Article ID: | iaor20023629 |
Country: | United States |
Volume: | 25 |
Issue: | 9 |
Start Page Number: | 803 |
End Page Number: | 812 |
Publication Date: | Jul 2001 |
Journal: | International Journal of Energy Research |
Authors: | West A.C., Sherif S.A. |
Keywords: | optimization |
The vapour compression cycle is the most common type of refrigeration cycle in use today. Most vapour compression systems are simple, having only four major components: a compressor, a condenser, an expansion device and an evaporator. Multistage vapour compression systems are more complex with, for example, extra compressors, aftercoolers, intercoolers, flash tanks and liquid-to-suction heat exchangers.
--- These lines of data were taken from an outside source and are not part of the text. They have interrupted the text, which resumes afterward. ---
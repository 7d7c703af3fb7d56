use tracing_subscriber::{fmt, EnvFilter};

use crate::config::LoggingConfig;

/// Install the global subscriber.
///
/// `RUST_LOG` wins over the configured level; `-v` flags raise the configured
/// level to info/debug/trace.
pub fn init_logging(config: &LoggingConfig, verbose: u8) {
    let level = match verbose {
        0 => config.level.as_str(),
        1 => "info",
        2 => "debug",
        _ => "trace",
    };
    let filter = EnvFilter::try_from_default_env()
        .or_else(|_| EnvFilter::try_new(level))
        .unwrap_or_else(|_| EnvFilter::new("info"));

    let builder = fmt().with_env_filter(filter).with_target(true);
    let result = if config.json {
        builder.json().try_init()
    } else {
        builder.try_init()
    };

    if let Err(e) = result {
        eprintln!("logging already initialised: {e}");
    }
}
use crate::{
    metrics::{GateEvent, GateMetricLabels, GateMetrics, NoOpMetrics},
    traits::{AuthLookup, AuthService},
    types::SessionContext,
};
use http::{HeaderMap, HeaderValue};
use std::sync::Arc;

/// Session for one request plus any cookies the Auth Service rotated
#[derive(Debug, Clone, Default)]
pub struct ResolvedSession {
    pub context: SessionContext,
    pub set_cookies: Vec<HeaderValue>,
}

/// Resolves the caller of a request through the Auth Service.
///
/// Never fails: a missing session and a failing Auth Service both yield an
/// anonymous context, so protected routes stay closed during an outage.
#[derive(Clone)]
pub struct SessionResolver {
    auth: Arc<dyn AuthService>,
    metrics: Arc<dyn GateMetrics>,
}

impl SessionResolver {
    #[must_use]
    pub fn new(auth: Arc<dyn AuthService>) -> Self {
        Self {
            auth,
            metrics: Arc::new(NoOpMetrics),
        }
    }

    #[must_use]
    pub fn with_metrics(mut self, metrics: Arc<dyn GateMetrics>) -> Self {
        self.metrics = metrics;
        self
    }

    pub async fn resolve(&self, headers: &HeaderMap) -> ResolvedSession {
        match self.auth.current_user(headers).await {
            Ok(AuthLookup {
                user_id,
                set_cookies,
            }) => {
                if !set_cookies.is_empty() {
                    self.metrics
                        .record_event(GateEvent::SessionRefreshed, &GateMetricLabels::default());
                }
                let context = user_id.map_or_else(SessionContext::anonymous, SessionContext::authenticated);
                ResolvedSession {
                    context,
                    set_cookies,
                }
            }
            Err(err) => {
                tracing::warn!(error = %err, "Auth service call failed, treating caller as signed out");
                self.metrics.record_event(
                    GateEvent::SessionResolveFailed,
                    &GateMetricLabels::default().with_error_type(err.kind()),
                );
                ResolvedSession::default()
            }
        }
    }
}

#[cfg(test)]
#[cfg_attr(coverage_nightly, coverage(off))]
mod tests {
    use super::*;
    use crate::{errors::AuthServiceError, types::UserId};
    use async_trait::async_trait;

    struct FixedAuth(Result<AuthLookup, AuthServiceError>);

    #[async_trait]
    impl AuthService for FixedAuth {
        async fn current_user(&self, _headers: &HeaderMap) -> Result<AuthLookup, AuthServiceError> {
            self.0.clone()
        }
    }

    fn resolver(result: Result<AuthLookup, AuthServiceError>) -> SessionResolver {
        SessionResolver::new(Arc::new(FixedAuth(result)))
    }

    #[tokio::test]
    async fn signed_in_user_is_authenticated() {
        let resolved = resolver(Ok(AuthLookup {
            user_id: Some(UserId::new("user-1")),
            set_cookies: vec![],
        }))
        .resolve(&HeaderMap::new())
        .await;

        assert!(resolved.context.is_authenticated());
        assert_eq!(resolved.context.user_id(), Some(&UserId::new("user-1")));
        assert!(resolved.set_cookies.is_empty());
    }

    #[tokio::test]
    async fn no_session_is_anonymous() {
        let resolved = resolver(Ok(AuthLookup::default()))
            .resolve(&HeaderMap::new())
            .await;
        assert!(!resolved.context.is_authenticated());
    }

    #[tokio::test]
    async fn auth_service_failure_is_anonymous() {
        let resolved = resolver(Err(AuthServiceError::Unavailable("503".to_owned())))
            .resolve(&HeaderMap::new())
            .await;
        assert!(!resolved.context.is_authenticated());
        assert!(resolved.set_cookies.is_empty());
    }

    #[tokio::test]
    async fn refreshed_cookies_are_passed_through() {
        let cookie = HeaderValue::from_static("sb-access-token=new; Path=/; HttpOnly");
        let resolved = resolver(Ok(AuthLookup {
            user_id: Some(UserId::new("user-1")),
            set_cookies: vec![cookie.clone()],
        }))
        .resolve(&HeaderMap::new())
        .await;

        assert_eq!(resolved.set_cookies, vec![cookie]);
    }
}
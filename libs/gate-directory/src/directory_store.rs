//! Directory Store adapter for the hosted backend's REST API

use async_trait::async_trait;
use gate_auth::{
    ApprovalLookup, ApprovalStatus, LookupError, PermissionLookup, RoleLookup, UserId,
};
use serde::Deserialize;
use std::collections::BTreeSet;
use url::Url;

use crate::{client::BackendClient, config::DirectoryConfig, error::DirectoryError};

#[derive(Debug, Deserialize)]
struct Named {
    name: String,
}

/// `user_roles` row with its role embedded
#[derive(Debug, Deserialize)]
struct UserRoleRow {
    roles: Option<Named>,
}

#[derive(Debug, Deserialize)]
struct RolePermissions {
    #[serde(default)]
    role_permissions: Vec<RolePermissionRow>,
}

#[derive(Debug, Deserialize)]
struct RolePermissionRow {
    permissions: Option<Named>,
}

#[derive(Debug, Deserialize)]
struct UserPermissionRow {
    roles: Option<RolePermissions>,
}

#[derive(Debug, Deserialize)]
struct BarberProfileRow {
    status: ApprovalStatus,
}

/// Role, permission and approval lookups over the `user_roles`, `roles`,
/// `role_permissions`, `permissions` and `barber_profiles` tables.
pub struct HostedDirectory {
    client: BackendClient,
}

impl HostedDirectory {
    /// # Errors
    ///
    /// Returns [`DirectoryError`] if the URL is invalid or the HTTP client cannot be built.
    pub fn new(config: &DirectoryConfig) -> Result<Self, DirectoryError> {
        Ok(Self {
            client: BackendClient::new(config)?,
        })
    }

    fn table_query(&self, table: &str, select: &str, user_id: &UserId) -> Url {
        let mut url = self.client.endpoint(&format!("rest/v1/{table}"));
        url.query_pairs_mut()
            .append_pair("select", select)
            .append_pair("user_id", &format!("eq.{user_id}"));
        url
    }
}

#[async_trait]
impl RoleLookup for HostedDirectory {
    async fn roles_for(&self, user_id: &UserId) -> Result<BTreeSet<String>, LookupError> {
        let url = self.table_query("user_roles", "roles!inner(name)", user_id);
        let rows: Vec<UserRoleRow> = self.client.select(url).await?;

        Ok(rows
            .into_iter()
            .filter_map(|row| row.roles.map(|role| role.name))
            .collect())
    }
}

#[async_trait]
impl PermissionLookup for HostedDirectory {
    async fn permissions_for(&self, user_id: &UserId) -> Result<BTreeSet<String>, LookupError> {
        let url = self.table_query(
            "user_roles",
            "roles!inner(role_permissions(permissions(name)))",
            user_id,
        );
        let rows: Vec<UserPermissionRow> = self.client.select(url).await?;

        Ok(rows
            .into_iter()
            .filter_map(|row| row.roles)
            .flat_map(|role| role.role_permissions)
            .filter_map(|grant| grant.permissions.map(|permission| permission.name))
            .collect())
    }
}

#[async_trait]
impl ApprovalLookup for HostedDirectory {
    async fn approval_status(
        &self,
        user_id: &UserId,
    ) -> Result<Option<ApprovalStatus>, LookupError> {
        let mut url = self.table_query("barber_profiles", "status", user_id);
        url.query_pairs_mut().append_pair("limit", "1");
        let rows: Vec<BarberProfileRow> = self.client.select(url).await?;

        Ok(rows.into_iter().next().map(|row| row.status))
    }
}
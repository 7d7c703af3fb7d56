use axum::{
    extract::Query,
    response::{Html, IntoResponse},
    routing::get,
    Router,
};
use gate_auth::axum_ext::Session;
use serde::Deserialize;

/// Placeholder pages for every route the gate protects or redirects to.
/// Rendering lives in the web frontend; these only prove the gate let the request through.
#[must_use]
pub fn routes() -> Router {
    Router::new()
        .route("/", get(home))
        .route("/sign-in", get(|| page("Sign in")))
        .route("/sign-up", get(|| page("Sign up")))
        .route("/unauthorized", get(unauthorized))
        .route("/pending-approval", get(pending_approval))
        .route("/protected", get(dashboard))
        .route("/protected/{*rest}", get(dashboard))
        .route("/admin", get(|| page("Admin")))
        .route("/admin/{*rest}", get(|| page("Admin")))
        .route("/barber", get(|| page("Barber")))
        .route("/barber/{*rest}", get(|| page("Barber")))
        .route("/bookings/manage", get(|| page("Manage bookings")))
        .route("/health", get(|| async { "ok" }))
}

async fn page(title: &'static str) -> Html<String> {
    Html(format!("<h1>{title}</h1>"))
}

async fn home(Session(session): Session) -> impl IntoResponse {
    let greeting = match session.user_id() {
        Some(user_id) => format!("Signed in as {user_id}"),
        None => "Book your next cut".to_owned(),
    };
    Html(format!("<h1>Barberbook</h1><p>{greeting}</p>"))
}

async fn dashboard(Session(session): Session) -> impl IntoResponse {
    let user = session
        .user_id()
        .map_or_else(String::new, ToString::to_string);
    Html(format!("<h1>Dashboard</h1><p>{user}</p>"))
}

/// `?error=` set by the gate when a Directory Store lookup failed
#[derive(Debug, Deserialize)]
struct GateErrorQuery {
    error: Option<String>,
}

impl GateErrorQuery {
    fn lookup_failed(&self) -> bool {
        self.error.as_deref() == Some("role_fetch_failed")
    }
}

const LOOKUP_FAILED_TEXT: &str = "We could not check your account right now. Please try again.";

async fn unauthorized(Query(query): Query<GateErrorQuery>) -> impl IntoResponse {
    let detail = if query.lookup_failed() {
        LOOKUP_FAILED_TEXT
    } else {
        "You do not have access to that page."
    };
    Html(format!("<h1>Unauthorized</h1><p>{detail}</p>"))
}

async fn pending_approval(Query(query): Query<GateErrorQuery>) -> impl IntoResponse {
    let detail = if query.lookup_failed() {
        LOOKUP_FAILED_TEXT
    } else {
        "Your barber profile is awaiting approval."
    };
    Html(format!("<h1>Barber profile</h1><p>{detail}</p>"))
}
The study performed here considers 121 different configurations operating at condensing and evaporating temperatures that range from −50 to 50°C. The refrigerants used are ammonia, R-22, R-134a, R-152a and R-123. The basis of comparison for the systems is multistage effectiveness. Multistage effectiveness is a novel term defined as the ratio of the coefficient of performance of a multistage system to the collective coefficient of performance of an equivalent group of basic single-stage systems operating at the same cooling capacities and evaporating and condensing temperatures. Equivalency here is defined on the basis of achieving the same cooling capacity at their respective temperatures as dictated by the multistage systems. The vapour compression system model presented here was put through genetic optimization with interesting results.